Medically reviewed by

Dr. Rajesh Deshwal

Published At March 1, 2024
Reviewed AtMarch 20, 2024

Introduction

Hyperammonemia is a medical condition characterized by abnormally high serum ammonia levels. Elevated serum ammonia levels can cause neurotoxicity. The sudden onset of significant hyperammonemia is associated with severe encephalopathy and brain damage. It can result in cerebral edema, vomiting, seizures, hypotonia, and even fatality.

How Is Ammonia Produced in the Body?

The breakdown of proteins and amino acids in the human body results in the production of ammonia, which is a metabolite. In addition to this, ammonia contributes to the production of amino acids and helps to regulate the acid–base balance. However, exposure to ammonia in high concentrations can result in severe poisoning.

What Is Hyperammonemia?

A condition known as hyperammonemia occurs when there is an abnormally high quantity of serum ammonia in the body. If the levels are high enough in the serum, it could cause neurotoxicity. Extreme hyperammonemia that comes on suddenly can lead to severe encephalopathy, which in turn can harm the brain. In addition, there is a possibility of cerebral edema, emesis, convulsions, hypotonia, and even death. However, a chronic rise in ammonia levels that is only slightly beyond the normal range might produce neuropsychiatric issues such as delirium and changes in behavior. Those who survive severe cases of newborn hyperammonemia typically have structural brain damage.

Adult patients who are suffering from a complex form of liver illness often have hyperammonemia. Inadequacies in the enzymes involved in the urea cycle, citrin, and pyruvate carboxylase are some metabolic conditions that can lead to hyperammonemia. The majority of patients with hyperammonemia arrive with an abrupt spike in ammonia in critical care units. This requires rapid intervention to prevent brain damage and death as a result of the condition—ornithine carbamoyltransferase deficiency (the most common urea cycle disease. X-linked genetic disease hinders ammonia breakdown and excretion. Ammonia builds up and poisons the central nervous system, and hematologic malignancy and the adverse effects of Valproic acid and 5-Fluorouracil (5-FU) are some additional factors that can lead to hyperammonemia.

What Causes the Serum Amino Acids Levels to Increase?

  • All urea cycle disorders except arginase deficiency increase glutamine and alanine.

  • Citrulline decreases marginally in CPS/NAGS and OTC deficiencies but increases significantly in AS and moderately in AL deficiencies.

  • Arginine levels increase significantly in arginase deficit but fall modestly in all other urea cycle enzyme abnormalities.

  • AL deficiency significantly raises argininosuccinic acid.

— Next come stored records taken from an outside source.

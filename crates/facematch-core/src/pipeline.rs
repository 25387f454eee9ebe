//! Probe image → per-face gallery matches.

use crate::analyzer::{AnalyzerError, FaceAnalyzer};
use crate::gallery::Gallery;
use crate::matcher::Matcher;
use crate::types::MatchResult;
use image::{ImageReader, RgbImage};
use std::path::Path;

/// Decode an uploaded image of any format the `image` crate recognizes.
pub fn decode_image(bytes: &[u8]) -> Result<RgbImage, AnalyzerError> {
    Ok(image::load_from_memory(bytes)?.into_rgb8())
}

/// Open an image file, choosing the decoder from its content rather than its extension.
pub fn open_image(path: &Path) -> Result<RgbImage, AnalyzerError> {
    Ok(ImageReader::open(path)?.with_guessed_format()?.decode()?.into_rgb8())
}

/// Match every face of an already-decoded image against the gallery.
///
/// One result per detected face, in detector confidence order.
pub fn match_faces(
    image: &RgbImage,
    analyzer: &mut dyn FaceAnalyzer,
    matcher: &dyn Matcher,
    gallery: &Gallery,
) -> Result<Vec<MatchResult>, AnalyzerError> {
    let faces = analyzer.analyze(image)?;
    let results = faces
        .iter()
        .map(|face| matcher.compare(&face.embedding, gallery.entries()))
        .collect::<Vec<_>>();

    tracing::debug!(
        faces = faces.len(),
        matched = results.iter().filter(|r| r.matched).count(),
        "probe image matched"
    );
    Ok(results)
}

/// Decode raw bytes and match every face they contain.
pub fn process_image(
    bytes: &[u8],
    analyzer: &mut dyn FaceAnalyzer,
    matcher: &dyn Matcher,
    gallery: &Gallery,
) -> Result<Vec<MatchResult>, AnalyzerError> {
    let image = decode_image(bytes)?;
    match_faces(&image, analyzer, matcher, gallery)
}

Which Is the Diagnostic Method?

Hyperammonemic patients should have the following tests:

  • Arterial Blood Gas Analysis: It measures acid-base status; respiratory alkalosis strongly supports a urea cycle malfunction caused by central respiratory drive activation and hyperventilation.

  • Urinary Orotic Acid Tests: OTC deficiency increases the amount significantly, while other enzyme defects increase it modestly, except for CPS/NAGS, which decreases it. Urinary ketones indicate organic acidemia.

  • Plasma and Urine Organic Acid Tests: These levels detect organic acidemia that may cause hyperammonemia.

  • Enzyme Testing: Percutaneous liver biopsy specimens can diagnose CPS, NAGS, and OTC deficiency. Red blood cells (arginase deficiency), skin biopsy fibroblast, and intestinal mucosa undergo enzyme testing. Genetic analysis has surpassed enzyme analysis. In circumstances where genetic testing is negative or unavailable, it is nonetheless recommended.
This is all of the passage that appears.